"""

//! Ticket lifecycle: open, claim, prioritise and close.
//!
//! `TicketService` owns the in-memory `TicketRegistry` and mirrors every change into the
//! SQLite snapshot so open tickets survive a restart. Each lifecycle operation lives in
//! its own submodule as an `impl TicketService` block:
//!
//! - `open` - channel creation with permission overwrites and the control message
//! - `claim` - single-claimant assignment
//! - `priority` - priority change with channel rename
//! - `close` - transcript, audit log and delayed channel deletion
//!
//! The registry lock is only ever taken for one synchronous registry call and released
//! before the next `.await`.

pub mod access;
pub mod builder;
pub mod claim;
pub mod close;
pub mod deletion;
pub mod open;
pub mod priority;
pub mod registry;

#[cfg(test)]
mod test;

use std::{
    sync::{Arc, Mutex, MutexGuard},
    time::Duration,
};

use chrono::Utc;
use sea_orm::DatabaseConnection;

use crate::server::{
    config::Config,
    data::{ticket::TicketRepository, ticket_cooldown::TicketCooldownRepository},
    error::AppError,
    model::ticket::Ticket,
    service::{
        discord::DiscordGateway, guild_config::GuildConfigService, transcript::TranscriptWriter,
    },
    util::parse::parse_u64_from_string,
};

use self::{deletion::DeletionScheduler, registry::TicketRegistry};

/// Timing knobs for the ticket lifecycle.
#[derive(Debug, Clone, Copy)]
pub struct TicketSettings {
    /// Minimum time between two ticket openings by the same user.
    pub cooldown: chrono::Duration,
    /// Grace delay between close and channel deletion.
    pub delete_delay: Duration,
}

impl TicketSettings {
    pub fn from_config(config: &Config) -> Self {
        Self {
            cooldown: chrono::Duration::seconds(config.ticket_cooldown.as_secs() as i64),
            delete_delay: config.ticket_delete_delay,
        }
    }
}

impl Default for TicketSettings {
    fn default() -> Self {
        Self {
            cooldown: chrono::Duration::seconds(60),
            delete_delay: Duration::from_secs(5),
        }
    }
}

#[derive(Clone)]
pub struct TicketService {
    db: DatabaseConnection,
    gateway: Arc<dyn DiscordGateway>,
    guild_config: GuildConfigService,
    registry: Arc<Mutex<TicketRegistry>>,
    deletions: DeletionScheduler,
    transcripts: TranscriptWriter,
    settings: TicketSettings,
}

impl TicketService {
    pub fn new(
        db: DatabaseConnection,
        gateway: Arc<dyn DiscordGateway>,
        guild_config: GuildConfigService,
        transcripts: TranscriptWriter,
        settings: TicketSettings,
    ) -> Self {
        Self {
            db,
            deletions: DeletionScheduler::new(gateway.clone()),
            gateway,
            guild_config,
            registry: Arc::new(Mutex::new(TicketRegistry::new())),
            transcripts,
            settings,
        }
    }

    /// Locks the registry. Callers must drop the guard before awaiting.
    pub(crate) fn registry(&self) -> MutexGuard<'_, TicketRegistry> {
        self.registry
            .lock()
            .unwrap_or_else(|poisoned| poisoned.into_inner())
    }

    pub fn deletions(&self) -> &DeletionScheduler {
        &self.deletions
    }

    pub fn guild_config(&self) -> &GuildConfigService {
        &self.guild_config
    }

    /// Open ticket for a channel, if any.
    pub fn get(&self, channel_id: u64) -> Option<Ticket> {
        self.registry().get(channel_id)
    }

    pub fn open_count(&self) -> usize {
        self.registry().len()
    }

    /// Loads open tickets and cooldowns from the snapshot into the registry.
    ///
    /// Rows that fail to convert are logged and skipped so one corrupt row doesn't keep
    /// the bot from starting.
    ///
    /// # Returns
    /// - `Ok(usize)`: Number of tickets restored
    /// - `Err(AppError::DbErr)`: Snapshot tables could not be read
    pub async fn restore(&self) -> Result<usize, AppError> {
        let rows = TicketRepository::new(&self.db).get_all().await?;
        let cooldown_rows = TicketCooldownRepository::new(&self.db).get_all().await?;

        let mut tickets = Vec::with_capacity(rows.len());
        for row in rows {
            let channel_id = row.channel_id.clone();
            match Ticket::from_entity(row) {
                Ok(ticket) => tickets.push(ticket),
                Err(e) => tracing::warn!("Skipping stored ticket {}: {}", channel_id, e),
            }
        }

        let mut cooldowns = Vec::with_capacity(cooldown_rows.len());
        for row in cooldown_rows {
            match parse_u64_from_string(row.user_id.clone()) {
                Ok(user_id) => cooldowns.push((user_id, row.last_opened_at)),
                Err(e) => tracing::warn!("Skipping stored cooldown {}: {}", row.user_id, e),
            }
        }

        let restored = tickets.len();
        self.registry().restore(tickets, cooldowns);

        tracing::info!("Restored {} open tickets", restored);

        Ok(restored)
    }

    /// Drops expired cooldowns from the registry and the snapshot.
    ///
    /// # Returns
    /// - `Ok(usize)`: Number of in-memory entries removed
    /// - `Err(AppError::DbErr)`: Snapshot cleanup failed
    pub async fn prune_cooldowns(&self) -> Result<usize, AppError> {
        let now = Utc::now();
        let pruned = self.registry().prune_cooldowns(now, self.settings.cooldown);

        TicketCooldownRepository::new(&self.db)
            .delete_older_than(now - self.settings.cooldown)
            .await?;

        Ok(pruned)
    }

    /// Writes the current state of a ticket to the snapshot, logging on failure.
    ///
    /// The registry stays authoritative; a failed write only costs durability across a
    /// restart. A ticket no longer in the registry is never written, and if it leaves
    /// while the write is in flight the row is removed again.
    async fn persist(&self, ticket: &Ticket) {
        let channel_id = ticket.channel_id;
        if self.get(channel_id).is_none() {
            tracing::debug!("Skipping snapshot of ticket {}, no longer open", channel_id);
            return;
        }

        let repo = TicketRepository::new(&self.db);
        if let Err(e) = repo.upsert(ticket).await {
            tracing::error!("Failed to persist ticket {} snapshot: {}", channel_id, e);
            return;
        }

        if self.get(channel_id).is_none() {
            if let Err(e) = repo.delete_by_channel_id(channel_id).await {
                tracing::error!("Failed to delete ticket {} snapshot: {}", channel_id, e);
            }
        }
    }

    /// Forgets a ticket whose channel was deleted outside the bot.
    ///
    /// Removes the registry entry and the snapshot row and cancels any pending deletion.
    /// Channels that never held a ticket are ignored.
    ///
    /// # Returns
    /// - `Some(Ticket)`: The ticket that was open in the channel
    /// - `None`: No open ticket in the channel
    pub async fn forget_channel(&self, channel_id: u64) -> Option<Ticket> {
        let cancelled = self.deletions.cancel(channel_id);
        let removed = self.registry().remove(channel_id);

        let Some(ticket) = removed else {
            if cancelled {
                tracing::debug!("Closed ticket channel {} deleted before its timer", channel_id);
            }
            return None;
        };

        tracing::info!(
            "Ticket channel {} of user {} was deleted, dropping the ticket",
            channel_id,
            ticket.opener_id
        );

        if let Err(e) = TicketRepository::new(&self.db)
            .delete_by_channel_id(channel_id)
            .await
        {
            tracing::error!("Failed to delete ticket {} snapshot: {}", channel_id, e);
        }

        if let Some(ticket_role_id) = self.guild_config.current().ticket_role_id {
            if let Err(e) = self
                .gateway
                .remove_member_role(
                    ticket.guild_id,
                    ticket.opener_id,
                    ticket_role_id,
                    "Ticket channel deleted",
                )
                .await
            {
                tracing::warn!(
                    "Failed to remove ticket role from user {}: {}",
                    ticket.opener_id,
                    e
                );
            }
        }

        Some(ticket)
    }
}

"""

# What you should do:
Exactly and without omission, set down every entry.

# Your response:
//! Ticket lifecycle: open, claim, prioritise and close.
//!
//! `TicketService` owns the in-memory `TicketRegistry` and mirrors every change into the
//! SQLite snapshot so open tickets survive a restart. Each lifecycle operation lives in
//! its own submodule as an `impl TicketService` block:
//!
//! - `open` - channel creation with permission overwrites and the control message
//! - `claim` - single-claimant assignment
//! - `priority` - priority change with channel rename
//! - `close` - transcript, audit log and delayed channel deletion
//!
//! The registry lock is only ever taken for one synchronous registry call and released
//! before the next `.await`.

pub mod access;
pub mod builder;
pub mod claim;
pub mod close;
pub mod deletion;
pub mod open;
pub mod priority;
pub mod registry;

#[cfg(test)]
mod test;

use std::{
    sync::{Arc, Mutex, MutexGuard},
    time::Duration,
};

use chrono::Utc;
use sea_orm::DatabaseConnection;

use crate::server::{
    config::Config,
    data::{ticket::TicketRepository, ticket_cooldown::TicketCooldownRepository},
    error::AppError,
    model::ticket::Ticket,
    service::{
        discord::DiscordGateway, guild_config::GuildConfigService, transcript::TranscriptWriter,
    },
    util::parse::parse_u64_from_string,
};

use self::{deletion::DeletionScheduler, registry::TicketRegistry};

/// Timing knobs for the ticket lifecycle.
#[derive(Debug, Clone, Copy)]
pub struct TicketSettings {
    /// Minimum time between two ticket openings by the same user.
    pub cooldown: chrono::Duration,
    /// Grace delay between close and channel deletion.
    pub delete_delay: Duration,
}

impl TicketSettings {
    pub fn from_config(config: &Config) -> Self {
        Self {
            cooldown: chrono::Duration::seconds(config.ticket_cooldown.as_secs() as i64),
            delete_delay: config.ticket_delete_delay,
        }
    }
}

impl Default for TicketSettings {
    fn default() -> Self {
        Self {
            cooldown: chrono::Duration::seconds(60),
            delete_delay: Duration::from_secs(5),
        }
    }
}

#[derive(Clone)]
pub struct TicketService {
    db: DatabaseConnection,
    gateway: Arc<dyn DiscordGateway>,
    guild_config: GuildConfigService,
    registry: Arc<Mutex<TicketRegistry>>,
    deletions: DeletionScheduler,
    transcripts: TranscriptWriter,
    settings: TicketSettings,
}

impl TicketService {
    pub fn new(
        db: DatabaseConnection,
        gateway: Arc<dyn DiscordGateway>,
        guild_config: GuildConfigService,
        transcripts: TranscriptWriter,
        settings: TicketSettings,
    ) -> Self {
        Self {
            db,
            deletions: DeletionScheduler::new(gateway.clone()),
            gateway,
            guild_config,
            registry: Arc::new(Mutex::new(TicketRegistry::new())),
            transcripts,
            settings,
        }
    }

    /// Locks the registry. Callers must drop the guard before awaiting.
    pub(crate) fn registry(&self) -> MutexGuard<'_, TicketRegistry> {
        self.registry
            .lock()
            .unwrap_or_else(|poisoned| poisoned.into_inner())
    }

    pub fn deletions(&self) -> &DeletionScheduler {
        &self.deletions
    }

    pub fn guild_config(&self) -> &GuildConfigService {
        &self.guild_config
    }

    /// Open ticket for a channel, if any.
    pub fn get(&self, channel_id: u64) -> Option<Ticket> {
        self.registry().get(channel_id)
    }

    pub fn open_count(&self) -> usize {
        self.registry().len()
    }

    /// Loads open tickets and cooldowns from the snapshot into the registry.
    ///
    /// Rows that fail to convert are logged and skipped so one corrupt row doesn't keep
    /// the bot from starting.
    ///
    /// # Returns
    /// - `Ok(usize)`: Number of tickets restored
    /// - `Err(AppError::DbErr)`: Snapshot tables could not be read
    pub async fn restore(&self) -> Result<usize, AppError> {
        let rows = TicketRepository::new(&self.db).get_all().await?;
        let cooldown_rows = TicketCooldownRepository::new(&self.db).get_all().await?;

        let mut tickets = Vec::with_capacity(rows.len());
        for row in rows {
            let channel_id = row.channel_id.clone();
            match Ticket::from_entity(row) {
                Ok(ticket) => tickets.push(ticket),
                Err(e) => tracing::warn!("Skipping stored ticket {}: {}", channel_id, e),
            }
        }

        let mut cooldowns = Vec::with_capacity(cooldown_rows.len());
        for row in cooldown_rows {
            match parse_u64_from_string(row.user_id.clone()) {
                Ok(user_id) => cooldowns.push((user_id, row.last_opened_at)),
                Err(e) => tracing::warn!("Skipping stored cooldown {}: {}", row.user_id, e),
            }
        }

        let restored = tickets.len();
        self.registry().restore(tickets, cooldowns);

        tracing::info!("Restored {} open tickets", restored);

        Ok(restored)
    }

    /// Drops expired cooldowns from the registry and the snapshot.
    ///
    /// # Returns
    /// - `Ok(usize)`: Number of in-memory entries removed
    /// - `Err(AppError::DbErr)`: Snapshot cleanup failed
    pub async fn prune_cooldowns(&self) -> Result<usize, AppError> {
        let now = Utc::now();
        let pruned = self.registry().prune_cooldowns(now, self.settings.cooldown);

        TicketCooldownRepository::new(&self.db)
            .delete_older_than(now - self.settings.cooldown)
            .await?;

        Ok(pruned)
    }

    /// Writes the current state of a ticket to the snapshot, logging on failure.
    ///
    /// The registry stays authoritative; a failed write only costs durability across a
    /// restart. A ticket no longer in the registry is never written, and if it leaves
    /// while the write is in flight the row is removed again.
    async fn persist(&self, ticket: &Ticket) {
        let channel_id = ticket.channel_id;
        if self.get(channel_id).is_none() {
            tracing::debug!("Skipping snapshot of ticket {}, no longer open", channel_id);
            return;
        }

        let repo = TicketRepository::new(&self.db);
        if let Err(e) = repo.upsert(ticket).await {
            tracing::error!("Failed to persist ticket {} snapshot: {}", channel_id, e);
            return;
        }

        if self.get(channel_id).is_none() {
            if let Err(e) = repo.delete_by_channel_id(channel_id).await {
                tracing::error!("Failed to delete ticket {} snapshot: {}", channel_id, e);
            }
        }
    }

    /// Forgets a ticket whose channel was deleted outside the bot.
    ///
    /// Removes the registry entry and the snapshot row and cancels any pending deletion.
    /// Channels that never held a ticket are ignored.
    ///
    /// # Returns
    /// - `Some(Ticket)`: The ticket that was open in the channel
    /// - `None`: No open ticket in the channel
    pub async fn forget_channel(&self, channel_id: u64) -> Option<Ticket> {
        let cancelled = self.deletions.cancel(channel_id);
        let removed = self.registry().remove(channel_id);

        let Some(ticket) = removed else {
            if cancelled {
                tracing::debug!("Closed ticket channel {} deleted before its timer", channel_id);
            }
            return None;
        };

        tracing::info!(
            "Ticket channel {} of user {} was deleted, dropping the ticket",
            channel_id,
            ticket.opener_id
        );

        if let Err(e) = TicketRepository::new(&self.db)
            .delete_by_channel_id(channel_id)
            .await
        {
            tracing::error!("Failed to delete ticket {} snapshot: {}", channel_id, e);
        }

        if let Some(ticket_role_id) = self.guild_config.current().ticket_role_id {
            if let Err(e) = self
                .gateway
                .remove_member_role(
                    ticket.guild_id,
                    ticket.opener_id,
                    ticket_role_id,
                    "Ticket channel deleted",
                )
                .await
            {
                tracing::warn!(
                    "Failed to remove ticket role from user {}: {}",
                    ticket.opener_id,
                    e
                );
            }
        }

        Some(ticket)
    }
}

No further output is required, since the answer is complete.